● **How to complete this task**:
Using "FlowDocument" as the search string, find the matching lines below and copy them.

Dataset excerpts:
--
//! Flow definition loading and validation
//!
//! The flow is written as a YAML document:
//!
//! ```yaml
//! initial_step: AWAIT_NAME
//! affirmative: "sí"
//! steps:
//!   AWAIT_NAME:
//!     prompt: "¿Cuál es tu nombre?"
//!     persist_as: customer_name
//!     transition_to: CONFIRMATION
//!   CONFIRMATION:
//!     prompt: "{customer_name}, ¿confirmas? (Sí/No)"
//!     transition_on_positive: __COMMIT__
//!     transition_on_negative: __CANCEL__
//!   __CANCEL__:
//!     prompt: "Cita cancelada."
//! ```
//!
//! Transition targets are resolved into `NextStep` once, when the document is
//! compiled into a `Flow`. The engine never compares against the reserved keys.

use std::collections::{BTreeMap, HashMap};
use std::path::Path;

use serde::Deserialize;
use thiserror::Error;

/// Reserved key: persist the collected answers as a job.
pub const COMMIT_KEY: &str = "__COMMIT__";

/// Reserved key: discard the collected answers. Its step only provides a prompt.
pub const CANCEL_KEY: &str = "__CANCEL__";

/// Affirmative answer used when the document does not declare one.
pub const DEFAULT_AFFIRMATIVE: &str = "sí";

#[derive(Error, Debug)]
pub enum FlowError {
    #[error("failed to read flow file {path}: {source}")]
    Read {
        path: String,
        #[source]
        source: std::io::Error,
    },

    #[error("invalid flow document: {0}")]
    Parse(#[from] serde_yaml::Error),

    #[error("initial step '{0}' is not an ordinary step of the flow")]
    UnknownInitialStep(String),

    #[error("step '{0}' mixes transition_to with confirmation branches")]
    MixedTransitions(String),

    #[error("step '{0}' declares only one confirmation branch")]
    IncompleteConfirmation(String),

    #[error("affirmative token must not be empty")]
    EmptyAffirmative,
}

/// Raw flow document as written in YAML.
#[derive(Debug, Clone, Deserialize)]
pub struct FlowDocument {
    pub initial_step: String,
    #[serde(default)]
    pub affirmative: Option<String>,
    pub steps: HashMap<String, StepDocument>,
}

/// Raw step as written in YAML.
#[derive(Debug, Clone, Default, Deserialize)]
pub struct StepDocument {
    #[serde(default)]
    pub prompt: String,
    #[serde(default)]
    pub persist_as: Option<String>,
    #[serde(default)]
    pub transition_to: Option<String>,
    #[serde(default)]
    pub transition_on_positive: Option<String>,
    #[serde(default)]
    pub transition_on_negative: Option<String>,
}

/// Where a transition leads, resolved at load time.
#[derive(Debug, Clone, PartialEq, Eq)]
pub enum NextStep {
    /// An ordinary step of the flow.
    Continue(String),
    /// `__COMMIT__`
    Commit,
    /// `__CANCEL__`
    Cancel,
    /// The target is not defined (or the step declares no target at all).
    Unresolved(Option<String>),
}

impl NextStep {
    fn resolve(target: Option<&str>, steps: &HashMap<String, StepDocument>) -> Self {
        match target {
            Some(COMMIT_KEY) => NextStep::Commit,
            Some(CANCEL_KEY) => NextStep::Cancel,
            Some(key) if steps.contains_key(key) && !is_reserved(key) => NextStep::Continue(key.to_string()),
            other => NextStep::Unresolved(other.map(str::to_string)),
        }
    }
}

/// Transition rule of a step.
#[derive(Debug, Clone, PartialEq, Eq)]
pub enum Transition {
    /// Ordinary data-collection step.
    To(NextStep),
    /// Yes/no confirmation gate.
    Confirm { positive: NextStep, negative: NextStep },
}

/// One compiled node of the conversation graph.
#[derive(Debug, Clone, PartialEq, Eq)]
pub struct FlowStep {
    pub prompt: String,
    pub persist_as: Option<String>,
    pub transition: Transition,
}

impl FlowStep {
    pub fn is_confirmation(&self) -> bool {
        matches!(self.transition, Transition::Confirm { .. })
    }
}

/// Compiled, immutable flow shared by every conversation.
#[derive(Debug, Clone)]
pub struct Flow {
    initial_step: String,
    steps: HashMap<String, FlowStep>,
    cancel_prompt: Option<String>,
    commit_prompt: Option<String>,
    affirmative: String,
}

fn is_reserved(key: &str) -> bool {
    key == COMMIT_KEY || key == CANCEL_KEY
}

fn non_empty(prompt: &str) -> Option<String> {
    let trimmed = prompt.trim();
    (!trimmed.is_empty()).then(|| prompt.to_string())
}

impl Flow {
    /// Reads and compiles a flow file.
    pub fn load(path: impl AsRef<Path>) -> Result<Self, FlowError> {
        let path = path.as_ref();
        let raw = std::fs::read_to_string(path).map_err(|source| FlowError::Read {
            path: path.display().to_string(),
            source,
        })?;
        let flow = Self::from_yaml_str(&raw)?;

        log::info!(
            "Loaded flow from {} ({} steps, initial step {})",
            path.display(),
            flow.steps.len(),
            flow.initial_step
        );
        for (step, target) in flow.unresolved_references() {
            match target {
                Some(target) => log::warn!("Flow step {} points to undefined step {}", step, target),
                None => log::warn!("Flow step {} has no transition", step),
            }
        }

        Ok(flow)
    }

    pub fn from_yaml_str(raw: &str) -> Result<Self, FlowError> {
        let document: FlowDocument = serde_yaml::from_str(raw)?;
        Self::from_document(document)
    }

    /// Validates the document and resolves every transition target.
    pub fn from_document(document: FlowDocument) -> Result<Self, FlowError> {
        let affirmative = document
            .affirmative
            .as_deref()
            .unwrap_or(DEFAULT_AFFIRMATIVE)
            .trim()
            .to_lowercase();
        if affirmative.is_empty() {
            return Err(FlowError::EmptyAffirmative);
        }

        let mut steps = HashMap::with_capacity(document.steps.len());
        for (key, raw) in &document.steps {
            if is_reserved(key) {
                continue;
            }

            let transition = match (
                raw.transition_to.as_deref(),
                raw.transition_on_positive.as_deref(),
                raw.transition_on_negative.as_deref(),
            ) {
                (Some(_), Some(_), _) | (Some(_), _, Some(_)) => {
                    return Err(FlowError::MixedTransitions(key.clone()));
                }
                (None, Some(positive), Some(negative)) => Transition::Confirm {
                    positive: NextStep::resolve(Some(positive), &document.steps),
                    negative: NextStep::resolve(Some(negative), &document.steps),
                },
                (None, Some(_), None) | (None, None, Some(_)) => {
                    return Err(FlowError::IncompleteConfirmation(key.clone()));
                }
                (target, None, None) => Transition::To(NextStep::resolve(target, &document.steps)),
            };

            steps.insert(
                key.clone(),
                FlowStep {
                    prompt: raw.prompt.clone(),
                    persist_as: raw.persist_as.clone().filter(|field| !field.trim().is_empty()),
                    transition,
                },
            );
        }

        if !steps.contains_key(&document.initial_step) {
            return Err(FlowError::UnknownInitialStep(document.initial_step));
        }

        let reserved_prompt = |key: &str| document.steps.get(key).and_then(|step| non_empty(&step.prompt));

        Ok(Self {
            cancel_prompt: reserved_prompt(CANCEL_KEY),
            commit_prompt: reserved_prompt(COMMIT_KEY),
            initial_step: document.initial_step,
            steps,
            affirmative,
        })
    }

    pub fn initial_step(&self) -> &str {
        &self.initial_step
    }

    pub fn step(&self, key: &str) -> Option<&FlowStep> {
        self.steps.get(key)
    }

    pub fn step_count(&self) -> usize {
        self.steps.len()
    }

    /// Prompt of the `__CANCEL__` step, if the document defines one.
    pub fn cancel_prompt(&self) -> Option<&str> {
        self.cancel_prompt.as_deref()
    }

    /// Prompt of the `__COMMIT__` step, if the document defines one.
    pub fn commit_prompt(&self) -> Option<&str> {
        self.commit_prompt.as_deref()
    }

    /// Lower-cased canonical affirmative answer.
    pub fn affirmative(&self) -> &str {
        &self.affirmative
    }

    /// Case-insensitive comparison against the single canonical affirmative token.
    pub fn is_affirmative(&self, input: &str) -> bool {
        input.trim().to_lowercase() == self.affirmative
    }

    /// Every (step, target) pair whose target does not resolve, sorted by step key.
    pub fn unresolved_references(&self) -> Vec<(String, Option<String>)> {
        let mut found: BTreeMap<String, Vec<Option<String>>> = BTreeMap::new();
        for (key, step) in &self.steps {
            let targets: Vec<&NextStep> = match &step.transition {
                Transition::To(next) => vec![next],
                Transition::Confirm { positive, negative } => vec![positive, negative],
            };
            for next in targets {
                if let NextStep::Unresolved(target) = next {
                    found.entry(key.clone()).or_default().push(target.clone());
                }
            }
        }
        found
            .into_iter()
            .flat_map(|(key, targets)| targets.into_iter().map(move |target| (key.clone(), target)))
            .collect()
    }
}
--
● **Response**:
pub struct FlowDocument {
        let document: FlowDocument = serde_yaml::from_str(raw)?;
    pub fn from_document(document: FlowDocument) -> Result<Self, FlowError> {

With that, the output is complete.